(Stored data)
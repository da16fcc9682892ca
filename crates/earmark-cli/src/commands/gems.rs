use anyhow::Result;
use earmark_core::GemFilter;
use earmark_etl::Config;

/// List highly rated books with few reviews.
pub fn run_gems(config: &Config, max_reviews: u64, min_rating: f64, limit: usize) -> Result<()> {
    let catalog = super::load_catalog(config)?;
    let filter = GemFilter {
        max_reviews,
        min_rating,
        limit,
    };

    let Some(gems) = catalog.hidden_gems(&filter) else {
        println!("The catalog has no review counts, so hidden gems cannot be listed.");
        println!("\nTry `earmark recommend <TITLE> --gems` instead.");
        return Ok(());
    };

    println!("\n💎 Hidden Gems (rated {min_rating}+, at most {max_reviews} reviews)\n");

    if gems.is_empty() {
        println!("  None found");
        return Ok(());
    }

    for entry in gems {
        let reviews = entry.reviews.unwrap_or_default();
        println!("  {} by {}", entry.title, entry.author);
        println!("      rating {}, {} reviews", entry.rating, reviews);
    }

    Ok(())
}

◆ Required work: Retype the entries above exactly as they appear.

◆ Solution to this problem:
repository da16fcc9682892ca
filename crates/earmark-cli/src/commands/gems.rs
use anyhow::Result;
use earmark_core::GemFilter;
use earmark_etl::Config;

/// List highly rated books with few reviews.
pub fn run_gems(config: &Config, max_reviews: u64, min_rating: f64, limit: usize) -> Result<()> {
    let catalog = super::load_catalog(config)?;
    let filter = GemFilter {
        max_reviews,
        min_rating,
        limit,
    };

    let Some(gems) = catalog.hidden_gems(&filter) else {
        println!("The catalog has no review counts, so hidden gems cannot be listed.");
        println!("\nTry `earmark recommend <TITLE> --gems` instead.");
        return Ok(());
    };

    println!("\n💎 Hidden Gems (rated {min_rating}+, at most {max_reviews} reviews)\n");

    if gems.is_empty() {
        println!("  None found");
        return Ok(());
    }

    for entry in gems {
        let reviews = entry.reviews.unwrap_or_default();
        println!("  {} by {}", entry.title, entry.author);
        println!("      rating {}, {} reviews", entry.rating, reviews);
    }

    Ok(())
}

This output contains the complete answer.